President Uhuru Kenyatta, on June 21st 2022, signed into law the Mental Health Bill that seeks to protect persons with mental health conditions.
The approval of the Bill, sponsored by nominated Senator Sylvia Kasanga, follows its unanimous passing by members of the Senate on June 8, bringing to an end more than four years of the parliamentary process.
The law seeks to streamline mental health in the country, focusing on prevention and reducing the impact of related disorders. It also seeks to govern the recovery, reintegration, and the safeguarding of rights of persons with mental illnesses.
In strengthening and safeguarding the rights of persons with mental illnesses, the legislation accords authority to specific persons to take a mentally ill person being mistreated or neglected into protective custody. Among those given this authority are chiefs, police officers in the rank of Inspector and above, and officers commanding stations.
The law also allows these officers to take a mentally ill person into protective custody if he acts or is likely to act in a manner that goes against public decency.

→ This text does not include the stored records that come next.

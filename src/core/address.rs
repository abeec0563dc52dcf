//! Address store - delivery addresses owned by users.

use crate::{
    core::user::ensure_user_exists,
    entities::{Address, address},
    errors::{Error, Result},
    models::AddressPatch,
};
use sea_orm::{QueryOrder, Set, prelude::*};

/// Fields needed to register a delivery address.
#[derive(Debug, Clone, PartialEq, Eq)]
pub struct NewAddress {
    /// Short label, e.g. "Home"
    pub title: String,
    /// Who receives the parcel
    pub recipient_name: String,
    /// Recipient phone number
    pub phone_number: String,
    /// Full postal address
    pub full_address: String,
}

/// Registers an address for an existing user. Every field is required.
pub async fn create_address<C>(db: &C, user_id: i64, new: NewAddress) -> Result<address::Model>
where
    C: ConnectionTrait,
{
    for (field, value) in [
        ("title", &new.title),
        ("recipient_name", &new.recipient_name),
        ("phone_number", &new.phone_number),
        ("full_address", &new.full_address),
    ] {
        if value.trim().is_empty() {
            return Err(Error::invalid(format!("{field} cannot be empty")));
        }
    }
    ensure_user_exists(db, user_id).await?;

    address::ActiveModel {
        user_id: Set(user_id),
        title: Set(new.title),
        recipient_name: Set(new.recipient_name),
        phone_number: Set(new.phone_number),
        full_address: Set(new.full_address),
        ..Default::default()
    }
    .insert(db)
    .await
    .map_err(Into::into)
}

/// Finds an address by id regardless of owner.
pub async fn get_address_by_id<C>(db: &C, address_id: i64) -> Result<Option<address::Model>>
where
    C: ConnectionTrait,
{
    Address::find_by_id(address_id)
        .one(db)
        .await
        .map_err(Into::into)
}

/// All addresses of a user, in creation order.
pub async fn get_addresses_for_user<C>(db: &C, user_id: i64) -> Result<Vec<address::Model>>
where
    C: ConnectionTrait,
{
    Address::find()
        .filter(address::Column::UserId.eq(user_id))
        .order_by_asc(address::Column::Id)
        .all(db)
        .await
        .map_err(Into::into)
}

/// Whether `address_id` exists and belongs to `user_id`.
pub async fn is_owned_by<C>(db: &C, address_id: i64, user_id: i64) -> Result<bool>
where
    C: ConnectionTrait,
{
    let count = Address::find()
        .filter(address::Column::Id.eq(address_id))
        .filter(address::Column::UserId.eq(user_id))
        .count(db)
        .await?;
    Ok(count > 0)
}

/// Loads an address the caller is about to ship to.
///
/// # Errors
/// - [`Error::AddressNotFound`] if no such address exists
/// - [`Error::Forbidden`] if it belongs to another user
pub async fn verify_owner<C>(db: &C, address_id: i64, user_id: i64) -> Result<address::Model>
where
    C: ConnectionTrait,
{
    let address = get_address_by_id(db, address_id)
        .await?
        .ok_or(Error::AddressNotFound { id: address_id })?;

    if address.user_id != user_id {
        return Err(Error::Forbidden {
            resource: "address",
            id: address_id,
        });
    }
    Ok(address)
}

/// Applies the fields named in `patch` to one of the user's addresses.
///
/// Another user's address is reported as missing.
pub async fn update_address<C>(
    db: &C,
    address_id: i64,
    user_id: i64,
    patch: AddressPatch,
) -> Result<address::Model>
where
    C: ConnectionTrait,
{
    let current = Address::find()
        .filter(address::Column::Id.eq(address_id))
        .filter(address::Column::UserId.eq(user_id))
        .one(db)
        .await?
        .ok_or(Error::AddressNotFound { id: address_id })?;
    let mut address: address::ActiveModel = current.clone().into();
    let mut changed = false;

    let fields = [
        ("title", patch.title, &mut address.title),
        (
            "recipient_name",
            patch.recipient_name,
            &mut address.recipient_name,
        ),
        ("phone_number", patch.phone_number, &mut address.phone_number),
        ("full_address", patch.full_address, &mut address.full_address),
    ];
    for (field, value, column) in fields {
        if let Some(value) = value {
            if value.trim().is_empty() {
                return Err(Error::invalid(format!("{field} cannot be empty")));
            }
            *column = Set(value);
            changed = true;
        }
    }

    if !changed {
        return Ok(current);
    }
    address.update(db).await.map_err(Into::into)
}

Once in protective custody, the mentally ill person is to be taken to a hospital within 24 hours and admitted for not more than 72 hours, during which psychiatric examination is to be carried out and a treatment plan developed.
However, the law allows for the emergency admission and treatment of mentally ill people if they are a danger to themselves or others.
The signing of the Bill into law comes amid increased concerns over the mental health burden in the country, which the COVID-19 pandemic has exacerbated.
According to the Taskforce on Mental Health formed by President Kenyatta in 2019, one in every ten people have a common mental disorder, with depression and anxiety disorders being the most commonly diagnosed, followed by substance abuse disorders.
In its findings, the Taskforce tasked with the responsibility of studying the status of mental health in the country recommended that “mental illness should be declared a National Emergency of epidemic proportions, to prioritize mental health as a priority public health and socioeconomic agenda.”
Speaking on June 14, during the groundbreaking ceremony to construct the ultra-modern Kenya International Mental Wellness hospital in Ngong, Kajiado County, the President called on Kenyans to support persons with mental disorders.
“Let us eliminate the stigma around mental health by actively supporting those in mental distress through offering a helping hand and an understanding shoulder to lean on," he said, noting that the setting up of the mental referral facility is in line with the recommendations of the Taskforce.
President Kenyatta signed the Bill into law four days after the World Health Organization (WHO) released the World Mental Health Report, which seeks to transform mental health for the global population.
With the Mental Health Bill now signed into law, Senator Kasanga says it's time to shift gears towards sensitizing the population about the legislation.